My paternal grandfather would not allow me to hug him after I turned a certain age.
“That is not what men do.” He told me “They shake hands.”
So here is this father acting very unmanly.
And well as much as we love this story we have to admit that the Father’s behavior is not exactly good parenting here.

And again with the older son the father acts irrationally.
Instead of just telling him that this is how it goes and that is the end of it.
He goes out to beg him to come into the party.
Again this is not the manliest way to handle this situation.
How about, “I am your father and you will do exactly what I say.”
That would be a better way.
Wouldn’t it?

But in the middle of this dysfunctional family is a sissy of a man unable to keep his kids in line.
Instead he is patient, loving, forgiving, slow to anger, willing to listen.
What he wants is simply for his family to be together and to rejoice in their love.

This is what God wants for us.
This is what God does for us God sits in the middle begging us to come into the party.
For those of you who feel that you have squandered your inheritance and wasted away your life in righteous living, God is running out to greet you and invite you back into the party.

In New York we used to have certain crowd of people hanging out at the church.
I would go out and talk to them.
I then would invite them to come to worship.
They would always say, “Pastor, we can’t go to church we are bad people.”
And I would always say, “Bad people are the exact people who should be in church.”
This is where we come to seek forgiveness, for second chances, for love.
There are no perfect people in this church only sinners seeking God’s forgiveness.

If you feel that your whole life you have done everything right.
That you have gone to church, studied God’s word, trust in the Lord with all your heart, tried to follow every commandment.
If that is you?
Then God is inviting you to the party too.
This is a party that is filled with people who are not perfect, who are sinners, who need forgiveness.
As long as you can accept that people are not as good as you, then you too can come to the party.

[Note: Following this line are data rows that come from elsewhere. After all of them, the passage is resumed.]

//! Sequences fetching, parsing and metric derivation.
#![forbid(unsafe_code)]
#![deny(missing_docs)]
use crate::config::Config;
use crate::errors::{
    CollectorError,
    ConfigError,
};
use crate::fetch::Fetcher;
use crate::geoip::{
    GeoDatabase,
    GeoLookup,
    GeoResolver,
    MaxMindDatabase,
};
use crate::metrics::{
    listener_metrics,
    server_metric,
    source_metrics,
    Accumulator,
    Metric,
};
use crate::observer::{
    Observer,
    TracingObserver,
};
use crate::schema::{
    normalize_client_list,
    parse_client_list,
    parse_server_stats,
    ClientList,
    ServerStats,
};
use std::sync::Arc;
use tracing::{
    debug,
    info,
    warn,
};

const STATS_PATH: &str        = "stats";
const LIST_CLIENTS_PATH: &str = "listclients";

/// Collects Icecast server, source and listener metrics.
///
/// A collector must not be gathered from concurrently: `gather` takes
/// `&mut self`, and callers sharing one across tasks must serialise access
/// themselves, eg. with a `tokio::sync::Mutex`. The geolocation handle is
/// the only state carried from one cycle to the next.
pub struct Collector<D = MaxMindDatabase> {
    config:   Config,
    fetcher:  Fetcher,
    geo:      GeoResolver<D>,
    observer: Arc<dyn Observer>,
}

impl Collector {
    /// Initialises a collector backed by a MaxMind database, logging
    /// intermediate documents through `tracing`.
    pub async fn new(config: Config) -> Result<Self, CollectorError> {
        Self::init(config, Arc::new(TracingObserver)).await
    }

    /// Initialises a collector backed by a MaxMind database with the given
    /// observer.
    pub async fn with_observer(
        config: Config,
        observer: Arc<dyn Observer>,
    ) -> Result<Self, CollectorError> {
        Self::init(config, observer).await
    }
}

impl<D: GeoDatabase> Collector<D> {
    /// Validates `config`, opens the geolocation database if listeners are
    /// gathered and one is configured, and fetches the server statistics once to make sure the
    /// server is reachable. Any failure is fatal.
    pub async fn init(
        config: Config,
        observer: Arc<dyn Observer>,
    ) -> Result<Self, CollectorError> {
        debug!("Initialising collector");

        let base = config.validate()?;
        let fetcher = Fetcher::new(base, &config)?;

        let mut geo = GeoResolver::new(
            config.geoip2_path().map(Into::into),
            config.geoip2_language().map(Into::into),
        );

        if config.gather_listeners {
            geo.ensure_open().map_err(ConfigError::GeoDatabase)?;
        }

        let collector = Self {
            config,
            fetcher,
            geo,
            observer,
        };

        let stats = collector.fetch_server_stats().await?;

        info!(
            "Connected to {} at {} with {} sources",
            stats.server_id,
            collector.config.url,
            stats.sources_list.len(),
        );

        Ok(collector)
    }

    /// Runs one poll cycle, adding its records to `acc`.
    ///
    /// Records are only added once the whole cycle succeeded; a failed
    /// cycle adds nothing.
    pub async fn gather<A>(&mut self, acc: &mut A) -> Result<(), CollectorError>
    where A: Accumulator + ?Sized {
        let metrics = self.collect().await?;

        debug!("Gathered {} records", metrics.len());

        for metric in metrics {
            acc.add_metric(metric);
        }

        Ok(())
    }

    /// Runs one poll cycle and returns its records.
    pub async fn collect(&mut self) -> Result<Vec<Metric>, CollectorError> {
        debug!("Starting poll cycle");

        let stats = self.fetch_server_stats().await?;

        let mut metrics = Vec::with_capacity(1 + stats.sources_list.len());
        metrics.push(server_metric(&stats));
        metrics.extend(source_metrics(&stats));

        if !self.config.gather_listeners {
            return Ok(metrics);
        }

        self.geo.ensure_open()?;

        let geo: Option<&dyn GeoLookup> = if self.geo.is_open() {
            Some(&self.geo)
        }
        else {
            None
        };

        for source in &stats.sources_list {
            let clients = self.fetch_client_list(&source.mount).await?;

            if !clients.source.mount.is_empty()
                && clients.source.mount != source.mount
            {
                warn!(
                    "Client list for {} reports mount {}",
                    source.mount,
                    clients.source.mount,
                );
            }

            let listeners = listener_metrics(
                &stats.host,
                source,
                &clients,
                geo,
                self.geo.language(),
            )?;

            metrics.extend(listeners);
        }

        Ok(metrics)
    }

    async fn fetch_server_stats(&self) -> Result<ServerStats, CollectorError> {
        let url = self.fetcher.url_for(STATS_PATH, &[])?;
        self.observer.request(&url);

        let raw = self.fetcher.get(url).await?;
        let stats = parse_server_stats(&raw)?;
        self.observer.server_stats(&stats);

        Ok(stats)
    }

    async fn fetch_client_list(
        &self,
        mount: &str,
    ) -> Result<ClientList, CollectorError> {
        let url = self.fetcher.url_for(LIST_CLIENTS_PATH, &[("mount", mount)])?;
        self.observer.request(&url);

        let raw = self.fetcher.get(url).await?;
        let clients = parse_client_list(&normalize_client_list(&raw))?;
        self.observer.client_list(mount, &clients);

        Ok(clients)
    }
}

One time we had young people hanging out in the church parking lot playing ball, and one of the members told them to get off church property.
He came and told me the story.
I said, “Did you tell them that Jesus loves them.”
“No, why would I do that.”
That is what we are here for.
That is why God has given us his grace to reconcile others to God just as we are.

In God’s house there is a party.
And the question is; are you going to come to the party?
Or are you going to miss it because you are too dysfunctional to see the Father’s invitation.
Are you too caught up in your sin, or are you too caught up in your self-righteousness to come to the party.
God is willing to be the fool for us.
God is willing to go the extra mile.
God is willing to be talked about by the neighbors who say, “That father’s a fool for letting his children walk all over him.”
Are you ready to be welcomed?
Are you ready to have your sins forgiven?
Are you ready to forgive the sins of others?

If you are then rejoice this day because God is ready for us.
This beloved story reminds us that God is ready to forgive our sins, and beg us to come into the house.
The house that might be filled with a dysfunctional family, but one that is dysfunctional in love and grace.